Governments around the world are increasingly promoting the use of preventive healthcare as the first step in a quality healthcare infrastructure. Technology can make preventive healthcare more penetrative and play a major role in helping bring it to the end-user.

Lately, the coming together of two worlds, the ‘physical’ and the ‘digital’ – ‘Phygital’, and their convergence is giving a powerful new boost to innovation. The blending of the physical (mechanical, electrical, biological, and chemical innovations) and digital world (early detection, artificial intelligence, and so on). The phygital model will transform both – the way we manage our health and our healthcare system interactions. Early detection and diagnostics will become part of everyday life; there will be a greater choice of therapy, and digital monitoring and coaching will change chronic care.

Furthermore, the ‘phygital’ model is well-positioned to transform the way healthcare service is delivered as well as revolutionize patients’ treatment journey. The way the ‘phygital’ model is unfolding, gives a transparent picture that how it is going to have a huge impact on the future of delivering a great patient experience.

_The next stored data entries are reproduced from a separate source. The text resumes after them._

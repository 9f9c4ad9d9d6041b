use leptos::*;

use crate::state::DisplayState;

/// Consumption and wallbox limit rows
#[component]
pub fn ReadingsTable(display: ReadSignal<DisplayState>) -> impl IntoView {
    let home_power = move || display.with(|d| d.home_power.clone());
    let home_raw = move || display.with(|d| d.home_raw.clone());
    let wallbox_power = move || display.with(|d| d.wallbox_power.clone());
    let wallbox_current = move || display.with(|d| d.wallbox_current.clone());

    view! {
        <table>
            <tr>
                <td class="label"><span class="emoji">"🏠"</span>" Home Consumption:"</td>
                <td class="value"><span id="home-power">{home_power}</span>" kW"</td>
                <td class="extra">"(raw: "<span id="home-raw">{home_raw}</span>")"</td>
            </tr>
            <tr>
                <td class="label"><span class="emoji">"🚗"</span>" Wallbox Limit:"</td>
                <td class="value"><span id="wallbox-power">{wallbox_power}</span>" kW"</td>
                <td class="extra">"("<span id="wallbox-current">{wallbox_current}</span>" A)"</td>
            </tr>
        </table>
    }
}
mod error_block;
mod readings_table;
mod status_page;

pub use error_block::ErrorBlock;
pub use readings_table::ReadingsTable;
pub use status_page::StatusPage;
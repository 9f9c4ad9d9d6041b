use serde::{Deserialize, Serialize};
use serde_json::Number;
use std::fmt;

/// Status document served by the device at `/wall-eno/json-status`
#[derive(Debug, Clone, PartialEq, Serialize, Deserialize)]
#[serde(rename_all = "camelCase")]
pub struct StatusSnapshot {
    /// Household consumption in kW, already rounded by the device
    pub home_power: Number,
    /// Unrounded sensor reading behind `home_power`
    pub home_raw: RawReading,
    /// Power limit imposed on the wallbox in kW
    pub wallbox_power: Number,
    /// Current limit imposed on the wallbox in A
    pub wallbox_current: Number,
    #[serde(default)]
    pub error: Option<String>,
}

impl StatusSnapshot {
    /// Device-reported error, empty when the device is healthy
    pub fn device_error(&self) -> &str {
        self.error.as_deref().unwrap_or_default()
    }
}

/// The raw reading is sent either as a number or as preformatted text
#[derive(Debug, Clone, PartialEq, Serialize, Deserialize)]
#[serde(untagged)]
pub enum RawReading {
    Number(Number),
    Text(String),
}

impl fmt::Display for RawReading {
    fn fmt(&self, f: &mut fmt::Formatter<'_>) -> fmt::Result {
        match self {
            RawReading::Number(n) => f.write_str(&reading_text(n)),
            RawReading::Text(s) => f.write_str(s),
        }
    }
}

/// Render a JSON number the way the browser prints it: integral floats lose
/// their `.0`, and exponent form is kept for very large or very small values.
pub fn reading_text(n: &Number) -> String {
    let Some(value) = n.as_f64().filter(|_| n.is_f64()) else {
        return n.to_string();
    };

    if value == 0.0 {
        return "0".to_string();
    }

    let magnitude = value.abs();
    if (1e-6..1e21).contains(&magnitude) {
        if value.fract() == 0.0 {
            format!("{:.0}", value)
        } else {
            value.to_string()
        }
    } else {
        // Rust writes `1e21`, browsers write `1e+21`
        let text = format!("{:e}", value);
        match text.split_once('e') {
            Some((mantissa, exponent)) if !exponent.starts_with('-') => {
                format!("{}e+{}", mantissa, exponent)
            }
            _ => text,
        }
    }
}
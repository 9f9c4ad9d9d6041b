use leptos::*;

/// Error banner, rendered only while there is something to report.
///
/// The warning marker comes from the stylesheet, so the element's text is
/// exactly the message.
#[component]
pub fn ErrorBlock(#[prop(into)] message: Signal<String>) -> impl IntoView {
    view! {
        <Show when=move || message.with(|m| !m.is_empty())>
            <div id="error-block">{move || message.get()}</div>
        </Show>
    }
}
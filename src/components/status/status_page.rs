use leptos::*;

use crate::api::ApiClient;
use crate::config::Config;
use crate::state::{DisplayState, StatusPoller};

use super::error_block::ErrorBlock;
use super::readings_table::ReadingsTable;

/// Live status page, polling the device for as long as it is mounted
#[component]
pub fn StatusPage() -> impl IntoView {
    let config = Config::from_env();
    let display = create_rw_signal(DisplayState::default());

    let poller = StatusPoller::new(ApiClient::new(&config), move |state| display.set(state));

    #[cfg(target_arch = "wasm32")]
    {
        log::info!(
            "Polling {}{} every {} ms",
            config.api_url,
            config.status_path,
            config.poll_interval_ms
        );

        let interval = poller.start(config.poll_interval_ms);
        on_cleanup(move || drop(interval));
    }

    #[cfg(not(target_arch = "wasm32"))]
    let _ = (poller, config);

    view! {
        <ReadingsTable display=display.read_only() />
        <ErrorBlock message=Signal::derive(move || display.with(|d| d.error.clone())) />
    }
}
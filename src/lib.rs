use leptos::*;
use wasm_bindgen::prelude::*;

pub mod api;
mod app;
pub mod components;
pub mod config;
pub mod models;
pub mod state;

/// WASM entry point - called when the WASM module loads
#[wasm_bindgen(start)]
pub fn main() {
    // Set up panic hook for better error messages in WASM
    console_error_panic_hook::set_once();

    // Initialize logging
    _ = console_log::init_with_level(log::Level::Debug);

    log::info!("Starting wall-eno status");

    // Mount the app to the document body
    mount_to_body(|| view! { <app::App /> });
}
use leptos::*;

use crate::components::layout::Layout;
use crate::components::StatusPage;

/// Main application component
#[component]
pub fn App() -> impl IntoView {
    view! {
        <Layout>
            <StatusPage />
        </Layout>
    }
}
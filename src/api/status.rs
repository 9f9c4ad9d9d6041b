use super::client::{ApiClient, ApiError};
use crate::models::StatusSnapshot;

/// Anything that can produce a wall-eno status snapshot
#[allow(async_fn_in_trait)]
pub trait StatusSource {
    async fn fetch_status(&self) -> Result<StatusSnapshot, ApiError>;
}

impl ApiClient {
    /// Get the current wall-eno status
    pub async fn get_wall_eno_status(&self) -> Result<StatusSnapshot, ApiError> {
        self.get(self.status_path()).await
    }
}

impl StatusSource for ApiClient {
    async fn fetch_status(&self) -> Result<StatusSnapshot, ApiError> {
        self.get_wall_eno_status().await
    }
}
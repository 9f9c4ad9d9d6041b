pub mod layout;
pub mod status;

pub use status::{ErrorBlock, ReadingsTable, StatusPage};
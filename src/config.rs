#[cfg(target_arch = "wasm32")]
use wasm_bindgen::JsValue;

/// Path of the device's JSON status endpoint
pub const STATUS_PATH: &str = "/wall-eno/json-status";

/// Delay between two status polls
pub const DEFAULT_POLL_INTERVAL_MS: u32 = 6_000;

/// Runtime settings for the dashboard
#[derive(Debug, Clone, PartialEq, Eq)]
pub struct Config {
    /// Base URL prepended to API paths; empty means same origin
    pub api_url: String,
    pub status_path: String,
    pub poll_interval_ms: u32,
}

impl Default for Config {
    fn default() -> Self {
        Self {
            api_url: String::new(),
            status_path: STATUS_PATH.to_string(),
            poll_interval_ms: DEFAULT_POLL_INTERVAL_MS,
        }
    }
}

impl Config {
    /// Build the config from `window.ENV`, falling back to defaults
    pub fn from_env() -> Self {
        let mut config = Self::default();

        if let Some(api_url) = read_env("API_URL") {
            config.api_url = api_url.trim_end_matches('/').to_string();
        }

        if let Some(interval) = read_env("POLL_INTERVAL_MS").and_then(|raw| parse_interval(&raw)) {
            config.poll_interval_ms = interval;
        }

        config
    }
}

/// Parse a poll interval in milliseconds, rejecting zero
pub fn parse_interval(raw: &str) -> Option<u32> {
    raw.trim().parse::<u32>().ok().filter(|ms| *ms > 0)
}

/// Read a key from window.ENV as a string (numbers are stringified)
fn read_env(key: &str) -> Option<String> {
    #[cfg(target_arch = "wasm32")]
    {
        let window = web_sys::window()?;
        let env = js_sys::Reflect::get(&window, &JsValue::from_str("ENV")).ok()?;
        if env.is_undefined() || env.is_null() {
            return None;
        }
        let value = js_sys::Reflect::get(&env, &JsValue::from_str(key)).ok()?;
        value
            .as_string()
            .or_else(|| value.as_f64().map(|n| n.to_string()))
    }

    #[cfg(not(target_arch = "wasm32"))]
    {
        let _ = key;
        None
    }
}

#[cfg(test)]
mod tests {
    use super::*;

    #[test]
    fn default_points_at_same_origin_status_endpoint() {
        let config = Config::default();
        assert_eq!(config.api_url, "");
        assert_eq!(config.status_path, "/wall-eno/json-status");
        assert_eq!(config.poll_interval_ms, 6000);
    }

    #[test]
    fn from_env_without_window_uses_defaults() {
        assert_eq!(Config::from_env(), Config::default());
    }

    #[test]
    fn parse_interval_accepts_positive_millis() {
        assert_eq!(parse_interval("6000"), Some(6000));
        assert_eq!(parse_interval(" 2500 "), Some(2500));
    }

    #[test]
    fn parse_interval_rejects_zero_and_garbage() {
        assert_eq!(parse_interval("0"), None);
        assert_eq!(parse_interval("-5"), None);
        assert_eq!(parse_interval("soon"), None);
        assert_eq!(parse_interval(""), None);
    }
}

The ‘phygital’ model has now revitalized the healthcare industry, which was once touted to be a foot-dragger in the adoption of digital technology. Earlier, the lack of access to healthcare refrained millions of patients living in remote rural areas of the country from receiving primary healthcare services, but the innovative ‘phygital’ model has harboured the possibility to reach the ‘so considered’ unreachable at the bottom of the pyramid.

Imagine, how the ‘phygital’ model can further accelerate care in the already revolutionized digital health era and extends its reach beyond speculation post-pandemic! How the adoption of telemedicine has served the people in remote areas! Now patients can consult doctors using their electronic devices and share self-screened vitals without appearing physically before doctors but connecting virtually hassle-free. It will further bridge distance and remoteness by creating equilibrium with physical care.

As preventive health has paramount to achieving holistic wellness. And regular health screenings are important to avoid future health problems or catch them early when they are easier to treat. But the traditional method of screening is cumbersome, costly and inaccessible to the lowest stratum of society. However, the ‘phygital’ module of health vitals screening through a zero assistance portable health kiosk is quite promising towards optimising the reach and accessibility in the remotest of India. It can be deployed in any hard to reach area and solve primary care access problems of 90% of rural India, which in turn can help prioritise the need for 10% of chronically-ill patients. It is scalable to cover all 600k+ villages in record time with a distributed clinical team of a few experts.

Such technology-driven kiosks eliminate wait times, unnecessary travel, and the inconvenience of leaving one’s home. And, in Covid times such technology has come as a boon. With lots of viable user-friendly features, the evolving ‘phygital’ model seems to emerge as a promising bond for preventive healthcare in a country like India.

But the bigger question is how this promising and innovative technological model of healthcare will reach the aam aadmi of Bharat.